Better experience in portrait mode.
Iklan - Geser ke atas untuk melanjutkan

Menghasilkan Dokter dengan Biaya Terjangkau

Menghasilkan Dokter dengan Biaya Terjangkau Ilustrasi dokter. ©shutterstock.com/rangizzz

Merdeka.com - Biaya menjadi dokter kian mahal. Besaran uang kuliah diserahkan kepada masing-masing perguruan tinggi. Ada yang pintar tapi tak mampu. Ada kampus tapi tak ada dosen. Indonesia kekurangan dokter. Revisi UU Pendidikan Kedokteran dibutuhkan segera.

"Kami sangat prihatin atas tingginya biaya pendidikan dokter dan dokter spesialis saat ini. Kondisi ini dapat berpotensi mengakibatkan dokter dan dokter spesialis yang dihasilkan menjadi kurang baik dalam memberikan pelayanan kesehatan."

Pernyataan itu merupakan petikan isi surat yang dilayangkan Pengurus Besar Ikatan Dokter Indonesia (PB IDI) kepada Mendikbud Ristek Nadiem Makarim. Surat bertanggal 10 Februari 2022 yang diteken Ketum PB IDI yang saat itu dijabat Daeng Mohammad Faqih juga ditembuskan kepada Presiden Joko Widodo dan Dewan Perwakilan Rakyat.

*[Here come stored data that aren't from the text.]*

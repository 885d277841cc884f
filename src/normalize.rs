//! Field normalizers. Every function here is total: malformed input maps to a
//! fixed default instead of an error, so one bad field never blocks a row.

use chrono::{Datelike, NaiveDate};
use serde_json::Value;

pub const DEFAULT_HEIGHT_INCHES: i32 = 72;
pub const DEFAULT_WEIGHT_POUNDS: i32 = 200;
pub const DEFAULT_POSITION: &str = "G";
/// Width of `players.position`.
pub const POSITION_MAX_LEN: usize = 10;

const POSITIONS: [(&str, &str); 14] = [
    ("Point Guard", "PG"),
    ("Shooting Guard", "SG"),
    ("Small Forward", "SF"),
    ("Power Forward", "PF"),
    ("Center", "C"),
    ("Guard", "G"),
    ("Forward", "F"),
    ("Guard-Forward", "G-F"),
    ("Forward-Guard", "F-G"),
    ("Forward-Center", "F-C"),
    ("Center-Forward", "C-F"),
    ("Point Guard-Shooting Guard", "PG-SG"),
    ("Shooting Guard-Small Forward", "SG-SF"),
    ("Small Forward-Power Forward", "SF-PF"),
];

const UNRANKED: [&str; 3] = ["NR", "N/A", "NULL"];

/// `"MM:SS"` → fractional minutes.
pub fn minutes_to_decimal(raw: Option<&str>) -> f64 {
    let Some(raw) = raw else { return 0.0 };
    let mut parts = raw.split(':');
    match (parts.next(), parts.next(), parts.next()) {
        (Some(m), Some(s), None) => match (m.trim().parse::<i64>(), s.trim().parse::<i64>()) {
            (Ok(m), Ok(s)) => m as f64 + s as f64 / 60.0,
            _ => 0.0,
        },
        _ => 0.0,
    }
}

/// `"F-I"` → inches.
pub fn height_to_inches(raw: Option<&str>) -> i32 {
    let Some(raw) = raw else { return DEFAULT_HEIGHT_INCHES };
    let mut parts = raw.split('-');
    match (parts.next(), parts.next(), parts.next()) {
        (Some(f), Some(i), None) => match (f.trim().parse::<i32>(), i.trim().parse::<i32>()) {
            (Ok(feet), Ok(inches)) => feet * 12 + inches,
            _ => DEFAULT_HEIGHT_INCHES,
        },
        _ => DEFAULT_HEIGHT_INCHES,
    }
}

pub fn parse_weight(raw: Option<&str>) -> i32 {
    raw.and_then(|w| w.trim().parse().ok())
        .unwrap_or(DEFAULT_WEIGHT_POUNDS)
}

/// Seasons of experience; the roster endpoint reports rookies as `"R"`.
pub fn parse_experience(raw: Option<&str>) -> i32 {
    match raw.map(str::trim) {
        Some("R") | None => 0,
        Some(exp) => exp.parse().unwrap_or(0),
    }
}

/// Whole years between `birth` and `today`.
pub fn age_on(birth: NaiveDate, today: NaiveDate) -> i32 {
    let mut age = today.year() - birth.year();
    if (today.month(), today.day()) < (birth.month(), birth.day()) {
        age -= 1;
    }
    age
}

/// Age from `"1984-12-30T00:00:00"` or `"1984-12-30"`; only the date part is read.
pub fn age_from_birthdate(raw: Option<&str>, today: NaiveDate) -> Option<i32> {
    let date_part: String = raw?.chars().take(10).collect();
    let birth = NaiveDate::parse_from_str(&date_part, "%Y-%m-%d").ok()?;
    Some(age_on(birth, today))
}

/// Collapse a free-text position into a code of at most ten characters.
///
/// Normalizing an already normalized value returns it unchanged.
pub fn normalize_position(raw: Option<&str>) -> String {
    let label = raw.unwrap_or("").trim();
    if label.is_empty() || label == "nan" {
        return DEFAULT_POSITION.to_string();
    }
    if let Some(code) = position_code(label) {
        return code.to_string();
    }
    if label.chars().count() <= POSITION_MAX_LEN {
        return label.to_string();
    }

    let shortened: String = if label.contains('-') {
        label
            .split('-')
            .filter_map(|part| part.chars().next())
            .map(String::from)
            .collect::<Vec<_>>()
            .join("-")
    } else {
        label.to_string()
    };
    let shortened: String = shortened.chars().take(POSITION_MAX_LEN).collect();
    let shortened = shortened
        .trim_end_matches(|c: char| c == '-' || c.is_whitespace())
        .trim_start();

    if shortened.is_empty() || shortened == "nan" {
        return DEFAULT_POSITION.to_string();
    }
    position_code(shortened).unwrap_or(shortened).to_string()
}

fn position_code(label: &str) -> Option<&'static str> {
    POSITIONS.iter().find(|(long, _)| *long == label).map(|(_, code)| *code)
}

/// Rank text → rank. Placeholders mean "not ranked".
pub fn parse_rank(raw: &str) -> Option<i32> {
    let trimmed = raw.trim();
    if trimmed.is_empty() || UNRANKED.iter().any(|m| m.eq_ignore_ascii_case(trimmed)) {
        return None;
    }
    trimmed.parse().ok()
}

/// [`parse_rank`] over a raw JSON cell, which may already be numeric.
pub fn rank_value(value: Option<&Value>) -> Option<i32> {
    match value? {
        Value::Number(n) => n
            .as_i64()
            .or_else(|| n.as_f64().filter(|f| f.fract() == 0.0).map(|f| f as i64))
            .and_then(|i| i32::try_from(i).ok()),
        Value::String(s) => parse_rank(s),
        _ => None,
    }
}

/// Season label ("2024-25") in effect on `today`. Seasons tip off in October.
pub fn current_season(today: NaiveDate) -> String {
    let start = if today.month() >= 10 { today.year() } else { today.year() - 1 };
    format!("{start}-{:02}", (start + 1) % 100)
}

#[cfg(test)]
mod tests {
    use super::*;
    use serde_json::json;

    fn date(y: i32, m: u32, d: u32) -> NaiveDate {
        NaiveDate::from_ymd_opt(y, m, d).unwrap()
    }

    #[test]
    fn minutes_parse_clock_format() {
        assert_eq!(minutes_to_decimal(Some("34:30")), 34.5);
        assert_eq!(minutes_to_decimal(Some("0:00")), 0.0);
        assert_eq!(minutes_to_decimal(Some("12:15")), 12.25);
    }

    #[test]
    fn malformed_minutes_are_zero() {
        for raw in ["", "34", "34:xx", "1:2:3", "abc"] {
            assert_eq!(minutes_to_decimal(Some(raw)), 0.0, "{raw:?}");
        }
        assert_eq!(minutes_to_decimal(None), 0.0);
    }

    #[test]
    fn heights_convert_to_inches() {
        assert_eq!(height_to_inches(Some("6-9")), 81);
        assert_eq!(height_to_inches(Some("7-0")), 84);
        for feet in 4..8 {
            for inches in 0..12 {
                let raw = format!("{feet}-{inches}");
                assert_eq!(height_to_inches(Some(&raw)), feet * 12 + inches);
            }
        }
    }

    #[test]
    fn malformed_heights_default_to_72() {
        for raw in ["", "nan", "6", "6-", "six-nine", "6-9-1", "6'9\""] {
            assert_eq!(height_to_inches(Some(raw)), 72, "{raw:?}");
        }
        assert_eq!(height_to_inches(None), 72);
    }

    #[test]
    fn weight_and_experience_defaults() {
        assert_eq!(parse_weight(Some("250")), 250);
        assert_eq!(parse_weight(Some("")), 200);
        assert_eq!(parse_weight(None), 200);
        assert_eq!(parse_experience(Some("R")), 0);
        assert_eq!(parse_experience(Some("12")), 12);
        assert_eq!(parse_experience(Some("?")), 0);
    }

    #[test]
    fn age_accounts_for_birthday_not_yet_reached() {
        let today = date(2024, 6, 1);
        assert_eq!(age_from_birthdate(Some("1984-12-30T00:00:00"), today), Some(39));
        assert_eq!(age_from_birthdate(Some("1984-06-01"), today), Some(40));
        assert_eq!(age_from_birthdate(Some("1984-06-02"), today), Some(39));
    }

    #[test]
    fn unparsable_birthdates_have_no_age() {
        let today = date(2024, 6, 1);
        assert_eq!(age_from_birthdate(Some(""), today), None);
        assert_eq!(age_from_birthdate(Some("December 30"), today), None);
        assert_eq!(age_from_birthdate(None, today), None);
    }

    #[test]
    fn positions_map_known_labels() {
        assert_eq!(normalize_position(Some("Point Guard")), "PG");
        assert_eq!(normalize_position(Some("Forward-Center")), "F-C");
        assert_eq!(normalize_position(Some(" Center ")), "C");
        assert_eq!(normalize_position(Some("")), "G");
        assert_eq!(normalize_position(Some("nan")), "G");
        assert_eq!(normalize_position(None), "G");
    }

    #[test]
    fn unknown_positions_are_abbreviated_or_truncated() {
        assert_eq!(normalize_position(Some("Wing-Big-Stretch")), "W-B-S");
        assert_eq!(normalize_position(Some("Swingman Deluxe")), "Swingman D");
        assert_eq!(normalize_position(Some("F-C")), "F-C");
        assert_eq!(normalize_position(Some("PG")), "PG");
    }

    #[test]
    fn short_unknown_positions_are_kept() {
        assert_eq!(normalize_position(Some("Guard-Wing")), "Guard-Wing");
        assert_eq!(normalize_position(Some(" Wing ")), "Wing");
        assert_eq!(normalize_position(Some("PG-SG")), "PG-SG");
    }

    #[test]
    fn position_normalization_is_idempotent_and_bounded() {
        let samples = [
            "Point Guard",
            "Guard-Forward",
            "G",
            "",
            "nan",
            " ",
            "-",
            "----------------",
            "A-B-C-D-E-F-G",
            "Guard     extra",
            "nan       trailing",
            "Forward - Center",
            "Very Long Position Label",
            "Ünïcödé Pösitiön Länger",
            "Point Guard-Shooting Guard",
            "Shooting Guard-Small Forward",
            "Small Forward-Power Forward",
            "Guard-Wing",
            "-  abc-def-ghi",
        ];
        for raw in samples {
            let once = normalize_position(Some(raw));
            let twice = normalize_position(Some(&once));
            assert_eq!(once, twice, "{raw:?}");
            assert!(once.chars().count() <= POSITION_MAX_LEN, "{raw:?} -> {once:?}");
        }
    }

    #[test]
    fn ranks_skip_placeholders() {
        for raw in ["", "NR", "nr", "N/A", "n/a", "NULL", "Null", "abc", "1.5"] {
            assert_eq!(parse_rank(raw), None, "{raw:?}");
        }
        assert_eq!(parse_rank("7"), Some(7));
        assert_eq!(parse_rank(" 12 "), Some(12));
    }

    #[test]
    fn rank_values_accept_numbers() {
        assert_eq!(rank_value(Some(&json!(3))), Some(3));
        assert_eq!(rank_value(Some(&json!(4.0))), Some(4));
        assert_eq!(rank_value(Some(&json!(1.5))), None);
        assert_eq!(rank_value(Some(&json!("NR"))), None);
        assert_eq!(rank_value(Some(&json!(null))), None);
        assert_eq!(rank_value(None), None);
    }

    #[test]
    fn season_label_rolls_over_in_october() {
        assert_eq!(current_season(date(2025, 2, 1)), "2024-25");
        assert_eq!(current_season(date(2025, 9, 30)), "2024-25");
        assert_eq!(current_season(date(2025, 10, 1)), "2025-26");
        assert_eq!(current_season(date(1999, 11, 1)), "1999-00");
    }
}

IDI menilai, biaya pendidikan kedokteran di Indonesia semakin tak terkendali, mahal, dan tidak terjangkau. IDI mendesak pemerintah melakukan intervensi.

IDI juga mempertanyakan, apakah biaya pendidikan yang berlaku di Fakultas Kedokteran di Indonesia sudah mendapat persetujuan Mendikbud Ristek sesuai aturan perundang-undangan.

Surat itu akhirnya direspons Kemendikbud Ristek pada akhir Mei lalu. Sebuah rapat digelar antara PB IDI dengan Pelaksana Tugas (Plt) Dirjen Pendidikan Tinggi (Dikti) Kemendikbud Ristek, Nizam.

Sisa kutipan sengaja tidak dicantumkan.